## Task requirements
Nothing outside the range below should be printed. Output exactly the lines from the line with "filename crates/arbor-layout/src/visibility.rs" to the line with "partition invariant holds", both included.

## Source information
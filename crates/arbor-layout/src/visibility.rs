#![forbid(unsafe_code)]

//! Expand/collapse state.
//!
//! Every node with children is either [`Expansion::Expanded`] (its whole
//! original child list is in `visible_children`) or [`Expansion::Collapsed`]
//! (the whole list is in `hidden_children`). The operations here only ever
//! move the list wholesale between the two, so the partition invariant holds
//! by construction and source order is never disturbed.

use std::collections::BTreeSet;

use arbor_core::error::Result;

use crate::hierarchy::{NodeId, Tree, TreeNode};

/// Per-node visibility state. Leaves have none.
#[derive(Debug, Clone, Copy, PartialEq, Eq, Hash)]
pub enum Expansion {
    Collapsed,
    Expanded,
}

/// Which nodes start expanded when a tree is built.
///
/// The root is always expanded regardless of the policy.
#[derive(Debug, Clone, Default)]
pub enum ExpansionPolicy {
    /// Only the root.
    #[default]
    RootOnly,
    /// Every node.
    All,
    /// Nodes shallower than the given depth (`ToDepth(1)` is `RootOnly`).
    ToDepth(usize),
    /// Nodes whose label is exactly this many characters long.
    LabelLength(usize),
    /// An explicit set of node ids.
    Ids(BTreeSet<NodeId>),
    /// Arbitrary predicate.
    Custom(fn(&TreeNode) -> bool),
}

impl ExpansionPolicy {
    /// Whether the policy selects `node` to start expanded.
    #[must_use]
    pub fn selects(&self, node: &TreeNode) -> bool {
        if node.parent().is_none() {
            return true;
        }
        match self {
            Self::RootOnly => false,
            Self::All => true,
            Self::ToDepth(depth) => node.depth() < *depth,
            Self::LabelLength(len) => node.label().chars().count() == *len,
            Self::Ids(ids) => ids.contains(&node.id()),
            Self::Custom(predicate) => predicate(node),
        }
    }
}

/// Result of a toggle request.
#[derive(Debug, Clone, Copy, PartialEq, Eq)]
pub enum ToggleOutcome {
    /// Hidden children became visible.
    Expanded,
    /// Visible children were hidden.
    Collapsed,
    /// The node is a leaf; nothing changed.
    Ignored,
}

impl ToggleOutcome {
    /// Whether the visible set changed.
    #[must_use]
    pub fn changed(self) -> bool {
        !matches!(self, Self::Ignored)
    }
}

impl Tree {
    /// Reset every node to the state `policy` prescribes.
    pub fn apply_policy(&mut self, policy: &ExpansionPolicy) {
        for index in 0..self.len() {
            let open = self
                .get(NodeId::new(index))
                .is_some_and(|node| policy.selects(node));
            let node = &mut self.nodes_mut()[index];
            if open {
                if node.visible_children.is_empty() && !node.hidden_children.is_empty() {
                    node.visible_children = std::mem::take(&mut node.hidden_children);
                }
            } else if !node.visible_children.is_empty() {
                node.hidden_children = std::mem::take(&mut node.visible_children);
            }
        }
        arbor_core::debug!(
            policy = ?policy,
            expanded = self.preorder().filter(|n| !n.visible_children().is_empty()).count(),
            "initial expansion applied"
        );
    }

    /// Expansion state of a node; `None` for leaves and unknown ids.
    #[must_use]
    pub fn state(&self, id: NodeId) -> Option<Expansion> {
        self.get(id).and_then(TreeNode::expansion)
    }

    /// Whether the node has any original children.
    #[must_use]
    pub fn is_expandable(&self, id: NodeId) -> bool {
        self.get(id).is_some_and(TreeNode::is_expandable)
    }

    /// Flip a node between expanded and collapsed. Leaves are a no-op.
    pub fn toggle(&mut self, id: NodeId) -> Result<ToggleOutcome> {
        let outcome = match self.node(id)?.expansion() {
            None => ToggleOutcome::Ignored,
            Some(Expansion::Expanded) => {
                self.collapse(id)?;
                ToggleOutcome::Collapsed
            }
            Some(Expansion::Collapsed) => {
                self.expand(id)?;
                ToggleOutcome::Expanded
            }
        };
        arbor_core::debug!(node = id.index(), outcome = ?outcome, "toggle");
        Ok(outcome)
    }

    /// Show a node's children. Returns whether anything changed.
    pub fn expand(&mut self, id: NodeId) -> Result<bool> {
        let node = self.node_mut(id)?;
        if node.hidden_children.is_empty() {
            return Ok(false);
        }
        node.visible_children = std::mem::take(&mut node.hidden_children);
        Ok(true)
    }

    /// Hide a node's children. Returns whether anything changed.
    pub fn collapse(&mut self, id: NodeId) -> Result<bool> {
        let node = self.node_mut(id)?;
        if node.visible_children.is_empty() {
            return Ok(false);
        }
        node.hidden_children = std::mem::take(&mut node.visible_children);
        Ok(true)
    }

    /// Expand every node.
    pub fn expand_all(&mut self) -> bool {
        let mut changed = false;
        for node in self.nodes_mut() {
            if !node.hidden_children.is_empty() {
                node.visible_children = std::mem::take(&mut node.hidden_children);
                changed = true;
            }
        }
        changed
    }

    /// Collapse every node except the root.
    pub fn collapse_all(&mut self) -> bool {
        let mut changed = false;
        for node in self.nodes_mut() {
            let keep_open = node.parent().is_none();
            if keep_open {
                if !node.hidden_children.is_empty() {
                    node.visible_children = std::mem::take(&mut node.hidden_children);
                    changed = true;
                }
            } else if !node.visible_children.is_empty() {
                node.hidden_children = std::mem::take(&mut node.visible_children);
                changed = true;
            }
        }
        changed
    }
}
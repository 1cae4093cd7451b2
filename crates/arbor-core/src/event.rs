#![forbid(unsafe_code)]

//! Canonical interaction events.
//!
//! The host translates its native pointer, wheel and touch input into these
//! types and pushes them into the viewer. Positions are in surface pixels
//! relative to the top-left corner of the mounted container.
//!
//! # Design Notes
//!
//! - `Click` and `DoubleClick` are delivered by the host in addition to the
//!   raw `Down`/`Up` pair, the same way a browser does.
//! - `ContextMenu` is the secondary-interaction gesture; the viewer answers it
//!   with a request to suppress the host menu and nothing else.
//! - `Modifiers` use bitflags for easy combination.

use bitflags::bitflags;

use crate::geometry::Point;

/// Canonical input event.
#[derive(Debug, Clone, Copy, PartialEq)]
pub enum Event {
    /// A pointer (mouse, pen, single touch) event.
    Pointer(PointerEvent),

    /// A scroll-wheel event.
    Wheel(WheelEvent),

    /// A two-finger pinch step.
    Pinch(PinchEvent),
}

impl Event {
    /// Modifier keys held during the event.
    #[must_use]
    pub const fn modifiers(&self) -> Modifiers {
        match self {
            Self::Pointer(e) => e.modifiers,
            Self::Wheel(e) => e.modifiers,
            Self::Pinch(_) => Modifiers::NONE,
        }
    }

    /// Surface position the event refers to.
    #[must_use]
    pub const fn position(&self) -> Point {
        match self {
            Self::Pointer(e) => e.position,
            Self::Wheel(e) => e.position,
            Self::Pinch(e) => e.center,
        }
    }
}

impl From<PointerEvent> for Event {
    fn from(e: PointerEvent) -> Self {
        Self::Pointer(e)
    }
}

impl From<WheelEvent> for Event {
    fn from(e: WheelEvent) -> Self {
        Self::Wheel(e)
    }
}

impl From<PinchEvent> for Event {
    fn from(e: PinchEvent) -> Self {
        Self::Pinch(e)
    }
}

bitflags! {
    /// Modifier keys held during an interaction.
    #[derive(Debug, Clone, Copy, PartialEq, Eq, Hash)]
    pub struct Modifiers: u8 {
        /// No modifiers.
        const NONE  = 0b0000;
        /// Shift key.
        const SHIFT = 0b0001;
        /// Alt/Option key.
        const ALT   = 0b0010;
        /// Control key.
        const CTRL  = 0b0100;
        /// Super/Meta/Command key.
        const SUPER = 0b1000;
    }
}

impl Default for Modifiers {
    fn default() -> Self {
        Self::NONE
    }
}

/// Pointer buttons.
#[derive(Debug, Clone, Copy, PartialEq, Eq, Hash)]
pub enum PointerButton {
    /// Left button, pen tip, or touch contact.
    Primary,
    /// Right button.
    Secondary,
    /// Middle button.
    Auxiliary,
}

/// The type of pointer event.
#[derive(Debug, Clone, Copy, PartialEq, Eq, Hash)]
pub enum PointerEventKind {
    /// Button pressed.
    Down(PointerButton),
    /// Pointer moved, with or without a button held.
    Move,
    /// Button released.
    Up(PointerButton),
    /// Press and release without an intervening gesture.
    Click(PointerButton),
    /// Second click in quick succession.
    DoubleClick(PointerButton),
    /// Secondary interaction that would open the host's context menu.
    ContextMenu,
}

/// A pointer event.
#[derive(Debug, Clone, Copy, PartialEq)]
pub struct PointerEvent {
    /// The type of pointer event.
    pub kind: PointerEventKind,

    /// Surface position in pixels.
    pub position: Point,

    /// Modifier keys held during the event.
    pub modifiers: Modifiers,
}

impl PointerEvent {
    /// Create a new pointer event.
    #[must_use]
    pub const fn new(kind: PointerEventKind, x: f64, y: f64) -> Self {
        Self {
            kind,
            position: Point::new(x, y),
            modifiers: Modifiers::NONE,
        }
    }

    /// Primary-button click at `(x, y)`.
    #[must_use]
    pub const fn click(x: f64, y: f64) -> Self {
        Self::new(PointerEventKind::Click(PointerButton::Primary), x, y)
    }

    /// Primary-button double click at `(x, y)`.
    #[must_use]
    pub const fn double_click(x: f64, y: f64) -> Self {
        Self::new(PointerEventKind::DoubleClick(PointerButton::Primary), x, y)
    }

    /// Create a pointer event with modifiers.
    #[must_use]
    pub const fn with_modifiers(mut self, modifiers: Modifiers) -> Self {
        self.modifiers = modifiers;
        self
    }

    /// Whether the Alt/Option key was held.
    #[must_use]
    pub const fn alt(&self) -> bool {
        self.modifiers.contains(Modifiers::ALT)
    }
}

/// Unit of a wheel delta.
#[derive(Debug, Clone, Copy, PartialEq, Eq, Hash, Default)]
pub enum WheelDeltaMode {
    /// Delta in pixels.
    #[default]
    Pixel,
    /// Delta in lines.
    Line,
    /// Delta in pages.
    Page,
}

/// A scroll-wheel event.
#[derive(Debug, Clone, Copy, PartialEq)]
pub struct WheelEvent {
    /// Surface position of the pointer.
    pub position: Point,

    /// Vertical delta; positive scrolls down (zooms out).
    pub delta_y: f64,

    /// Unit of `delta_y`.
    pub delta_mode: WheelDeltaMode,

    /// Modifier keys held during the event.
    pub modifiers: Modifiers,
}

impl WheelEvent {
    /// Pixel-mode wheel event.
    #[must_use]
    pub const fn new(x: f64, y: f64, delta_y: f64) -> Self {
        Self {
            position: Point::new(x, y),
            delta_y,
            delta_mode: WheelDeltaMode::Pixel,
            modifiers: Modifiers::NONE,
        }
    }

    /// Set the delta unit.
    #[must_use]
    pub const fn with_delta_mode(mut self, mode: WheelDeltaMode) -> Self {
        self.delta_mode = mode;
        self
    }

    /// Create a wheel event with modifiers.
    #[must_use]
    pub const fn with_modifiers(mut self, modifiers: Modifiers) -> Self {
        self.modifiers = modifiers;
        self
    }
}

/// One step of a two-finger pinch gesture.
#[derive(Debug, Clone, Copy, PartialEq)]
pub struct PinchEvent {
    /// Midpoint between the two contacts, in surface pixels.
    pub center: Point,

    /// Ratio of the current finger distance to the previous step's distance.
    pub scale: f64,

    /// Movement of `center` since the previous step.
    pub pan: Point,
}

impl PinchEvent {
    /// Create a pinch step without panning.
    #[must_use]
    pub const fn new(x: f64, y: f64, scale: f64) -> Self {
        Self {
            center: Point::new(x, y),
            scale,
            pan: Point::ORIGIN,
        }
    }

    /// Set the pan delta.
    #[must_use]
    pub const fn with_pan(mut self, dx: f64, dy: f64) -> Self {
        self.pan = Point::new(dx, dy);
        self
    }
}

---

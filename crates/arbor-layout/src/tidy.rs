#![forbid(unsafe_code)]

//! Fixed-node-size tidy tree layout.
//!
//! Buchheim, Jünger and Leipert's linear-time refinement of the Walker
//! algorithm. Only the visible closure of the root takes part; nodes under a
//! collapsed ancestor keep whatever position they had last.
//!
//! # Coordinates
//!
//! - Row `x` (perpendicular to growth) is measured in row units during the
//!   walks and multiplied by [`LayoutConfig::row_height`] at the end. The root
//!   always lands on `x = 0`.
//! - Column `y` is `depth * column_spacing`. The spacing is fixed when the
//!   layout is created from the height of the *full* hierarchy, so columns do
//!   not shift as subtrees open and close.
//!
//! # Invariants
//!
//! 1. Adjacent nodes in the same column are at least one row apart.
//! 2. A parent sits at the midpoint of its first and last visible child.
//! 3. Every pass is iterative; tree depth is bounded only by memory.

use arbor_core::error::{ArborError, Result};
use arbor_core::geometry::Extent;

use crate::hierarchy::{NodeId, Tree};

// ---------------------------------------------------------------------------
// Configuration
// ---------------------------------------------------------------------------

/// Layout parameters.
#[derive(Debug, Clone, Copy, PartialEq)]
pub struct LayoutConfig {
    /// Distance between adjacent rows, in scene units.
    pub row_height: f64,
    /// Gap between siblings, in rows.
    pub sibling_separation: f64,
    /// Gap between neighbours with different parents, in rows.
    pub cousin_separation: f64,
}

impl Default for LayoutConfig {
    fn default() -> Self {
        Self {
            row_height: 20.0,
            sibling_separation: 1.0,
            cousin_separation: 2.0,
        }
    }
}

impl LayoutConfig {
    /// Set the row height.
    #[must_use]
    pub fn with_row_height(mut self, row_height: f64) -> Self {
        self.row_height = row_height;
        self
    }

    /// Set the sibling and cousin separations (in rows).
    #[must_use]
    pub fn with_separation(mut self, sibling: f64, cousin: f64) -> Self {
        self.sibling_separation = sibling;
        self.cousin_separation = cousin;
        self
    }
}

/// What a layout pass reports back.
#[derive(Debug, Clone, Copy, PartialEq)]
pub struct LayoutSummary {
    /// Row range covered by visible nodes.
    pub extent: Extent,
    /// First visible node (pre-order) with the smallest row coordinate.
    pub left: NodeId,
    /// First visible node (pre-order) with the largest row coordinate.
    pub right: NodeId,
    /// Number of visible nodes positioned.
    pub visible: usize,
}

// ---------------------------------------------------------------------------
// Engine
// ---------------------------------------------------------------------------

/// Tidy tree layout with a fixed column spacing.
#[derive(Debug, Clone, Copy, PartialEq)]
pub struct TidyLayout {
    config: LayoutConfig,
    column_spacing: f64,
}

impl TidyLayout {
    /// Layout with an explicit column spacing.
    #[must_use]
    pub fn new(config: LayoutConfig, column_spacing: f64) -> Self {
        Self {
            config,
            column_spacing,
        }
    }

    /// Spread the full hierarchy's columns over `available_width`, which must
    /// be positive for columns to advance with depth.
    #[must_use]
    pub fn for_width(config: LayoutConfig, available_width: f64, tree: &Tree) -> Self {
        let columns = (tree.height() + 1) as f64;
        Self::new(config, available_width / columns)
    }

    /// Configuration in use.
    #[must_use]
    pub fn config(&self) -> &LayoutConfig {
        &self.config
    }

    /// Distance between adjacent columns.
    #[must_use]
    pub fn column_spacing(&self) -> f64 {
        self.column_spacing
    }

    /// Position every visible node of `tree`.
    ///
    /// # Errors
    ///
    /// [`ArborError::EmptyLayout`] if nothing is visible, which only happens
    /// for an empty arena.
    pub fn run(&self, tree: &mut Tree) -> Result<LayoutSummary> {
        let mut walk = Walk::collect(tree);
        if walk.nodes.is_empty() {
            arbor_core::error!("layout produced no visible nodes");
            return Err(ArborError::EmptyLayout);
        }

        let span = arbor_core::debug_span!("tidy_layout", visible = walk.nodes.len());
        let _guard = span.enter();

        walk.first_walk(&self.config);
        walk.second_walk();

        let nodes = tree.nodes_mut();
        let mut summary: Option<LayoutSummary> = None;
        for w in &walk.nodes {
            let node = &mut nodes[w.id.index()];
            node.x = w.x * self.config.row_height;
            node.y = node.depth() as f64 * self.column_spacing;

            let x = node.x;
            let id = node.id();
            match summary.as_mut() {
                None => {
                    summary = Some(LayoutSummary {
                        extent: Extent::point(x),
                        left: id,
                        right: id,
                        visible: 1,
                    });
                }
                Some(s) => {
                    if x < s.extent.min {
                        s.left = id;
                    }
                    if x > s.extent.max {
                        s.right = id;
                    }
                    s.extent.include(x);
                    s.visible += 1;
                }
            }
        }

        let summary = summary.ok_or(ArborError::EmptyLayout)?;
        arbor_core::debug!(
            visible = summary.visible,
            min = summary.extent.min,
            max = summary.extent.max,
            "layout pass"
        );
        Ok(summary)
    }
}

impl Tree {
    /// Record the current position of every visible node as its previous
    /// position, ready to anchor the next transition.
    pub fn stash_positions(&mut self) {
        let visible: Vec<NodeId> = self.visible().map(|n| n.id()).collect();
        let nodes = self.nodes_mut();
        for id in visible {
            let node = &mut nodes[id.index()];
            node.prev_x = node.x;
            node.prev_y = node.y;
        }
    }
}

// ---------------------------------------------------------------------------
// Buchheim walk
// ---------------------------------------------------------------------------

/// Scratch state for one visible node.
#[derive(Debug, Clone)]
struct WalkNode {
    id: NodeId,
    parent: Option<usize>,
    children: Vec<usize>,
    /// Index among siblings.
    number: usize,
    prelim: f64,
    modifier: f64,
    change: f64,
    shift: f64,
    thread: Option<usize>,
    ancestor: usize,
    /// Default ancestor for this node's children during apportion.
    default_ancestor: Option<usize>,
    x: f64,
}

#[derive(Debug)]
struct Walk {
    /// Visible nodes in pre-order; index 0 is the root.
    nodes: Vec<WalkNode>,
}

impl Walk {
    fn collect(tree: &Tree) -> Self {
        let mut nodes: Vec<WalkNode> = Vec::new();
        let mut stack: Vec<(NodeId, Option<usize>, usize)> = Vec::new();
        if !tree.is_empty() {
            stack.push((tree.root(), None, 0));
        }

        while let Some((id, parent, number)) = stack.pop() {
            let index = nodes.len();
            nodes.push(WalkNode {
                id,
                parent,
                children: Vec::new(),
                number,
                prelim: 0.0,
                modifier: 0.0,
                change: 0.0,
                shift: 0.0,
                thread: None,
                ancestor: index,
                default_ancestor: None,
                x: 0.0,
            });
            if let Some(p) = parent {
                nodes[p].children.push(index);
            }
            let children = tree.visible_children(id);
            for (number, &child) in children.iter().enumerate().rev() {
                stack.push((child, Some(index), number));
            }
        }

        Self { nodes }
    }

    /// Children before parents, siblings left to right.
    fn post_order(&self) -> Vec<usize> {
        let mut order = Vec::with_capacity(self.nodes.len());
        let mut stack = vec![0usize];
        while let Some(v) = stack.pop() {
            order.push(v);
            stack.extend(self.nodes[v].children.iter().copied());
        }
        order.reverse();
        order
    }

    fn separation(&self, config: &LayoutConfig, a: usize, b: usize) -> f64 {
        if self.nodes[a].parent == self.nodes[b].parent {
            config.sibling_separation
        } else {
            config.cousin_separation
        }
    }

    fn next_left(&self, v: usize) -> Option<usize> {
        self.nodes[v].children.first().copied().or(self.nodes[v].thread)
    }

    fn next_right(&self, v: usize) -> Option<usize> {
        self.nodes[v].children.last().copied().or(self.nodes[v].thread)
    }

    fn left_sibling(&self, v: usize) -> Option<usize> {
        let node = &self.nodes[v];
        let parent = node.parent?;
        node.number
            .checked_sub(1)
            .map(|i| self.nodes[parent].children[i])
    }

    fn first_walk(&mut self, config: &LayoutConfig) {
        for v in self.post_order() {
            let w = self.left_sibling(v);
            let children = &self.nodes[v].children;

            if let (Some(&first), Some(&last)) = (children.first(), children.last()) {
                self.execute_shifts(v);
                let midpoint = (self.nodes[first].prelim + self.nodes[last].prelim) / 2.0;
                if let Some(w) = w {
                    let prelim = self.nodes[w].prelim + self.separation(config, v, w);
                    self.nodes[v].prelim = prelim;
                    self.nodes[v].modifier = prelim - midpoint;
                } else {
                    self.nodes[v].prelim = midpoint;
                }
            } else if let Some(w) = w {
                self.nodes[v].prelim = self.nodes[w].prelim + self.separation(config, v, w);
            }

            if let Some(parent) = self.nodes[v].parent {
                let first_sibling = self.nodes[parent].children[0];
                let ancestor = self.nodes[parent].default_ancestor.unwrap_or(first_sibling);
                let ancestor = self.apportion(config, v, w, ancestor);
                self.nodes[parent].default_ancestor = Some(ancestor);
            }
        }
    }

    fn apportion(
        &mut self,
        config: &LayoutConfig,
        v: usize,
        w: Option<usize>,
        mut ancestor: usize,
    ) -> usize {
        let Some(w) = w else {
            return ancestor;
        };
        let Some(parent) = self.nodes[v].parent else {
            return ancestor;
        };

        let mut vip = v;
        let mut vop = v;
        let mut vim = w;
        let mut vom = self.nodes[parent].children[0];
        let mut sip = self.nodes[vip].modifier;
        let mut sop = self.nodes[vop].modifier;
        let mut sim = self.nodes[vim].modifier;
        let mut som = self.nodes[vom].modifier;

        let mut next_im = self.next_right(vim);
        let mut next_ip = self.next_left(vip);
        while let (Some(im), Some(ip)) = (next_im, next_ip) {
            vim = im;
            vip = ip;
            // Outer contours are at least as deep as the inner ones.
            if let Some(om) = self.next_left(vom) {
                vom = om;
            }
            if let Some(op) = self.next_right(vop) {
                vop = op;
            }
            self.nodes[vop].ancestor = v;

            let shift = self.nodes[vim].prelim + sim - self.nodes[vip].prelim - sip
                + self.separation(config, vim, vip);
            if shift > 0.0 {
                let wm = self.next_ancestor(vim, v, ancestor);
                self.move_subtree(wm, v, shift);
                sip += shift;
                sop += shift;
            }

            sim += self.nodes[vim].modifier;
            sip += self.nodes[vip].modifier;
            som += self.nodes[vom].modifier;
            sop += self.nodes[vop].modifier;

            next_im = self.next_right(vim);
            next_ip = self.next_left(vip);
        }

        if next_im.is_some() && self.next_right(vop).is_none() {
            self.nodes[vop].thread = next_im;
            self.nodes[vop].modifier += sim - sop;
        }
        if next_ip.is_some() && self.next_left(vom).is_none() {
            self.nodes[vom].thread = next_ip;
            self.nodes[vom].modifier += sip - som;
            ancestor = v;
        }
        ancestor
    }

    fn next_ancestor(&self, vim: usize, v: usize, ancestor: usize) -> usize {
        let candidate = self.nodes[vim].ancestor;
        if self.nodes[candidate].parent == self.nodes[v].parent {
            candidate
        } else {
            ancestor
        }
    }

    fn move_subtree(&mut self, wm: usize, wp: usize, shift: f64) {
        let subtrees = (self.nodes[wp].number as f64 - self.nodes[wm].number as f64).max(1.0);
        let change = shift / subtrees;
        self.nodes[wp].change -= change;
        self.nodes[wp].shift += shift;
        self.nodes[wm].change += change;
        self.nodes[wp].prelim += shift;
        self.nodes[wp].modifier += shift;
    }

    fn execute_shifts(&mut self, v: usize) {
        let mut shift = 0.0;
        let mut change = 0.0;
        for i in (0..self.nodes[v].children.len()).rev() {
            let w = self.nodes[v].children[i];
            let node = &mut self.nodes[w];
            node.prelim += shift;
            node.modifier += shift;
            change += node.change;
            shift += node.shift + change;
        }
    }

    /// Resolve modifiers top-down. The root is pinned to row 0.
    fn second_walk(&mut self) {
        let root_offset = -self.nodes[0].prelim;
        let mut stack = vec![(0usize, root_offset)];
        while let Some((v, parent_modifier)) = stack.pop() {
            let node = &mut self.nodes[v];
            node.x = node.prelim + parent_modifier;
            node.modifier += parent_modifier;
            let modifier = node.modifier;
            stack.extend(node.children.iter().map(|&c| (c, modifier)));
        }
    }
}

## Worked solution
filename crates/arbor-layout/src/visibility.rs
#![forbid(unsafe_code)]

//! Expand/collapse state.
//!
//! Every node with children is either [`Expansion::Expanded`] (its whole
//! original child list is in `visible_children`) or [`Expansion::Collapsed`]
//! (the whole list is in `hidden_children`). The operations here only ever
//! move the list wholesale between the two, so the partition invariant holds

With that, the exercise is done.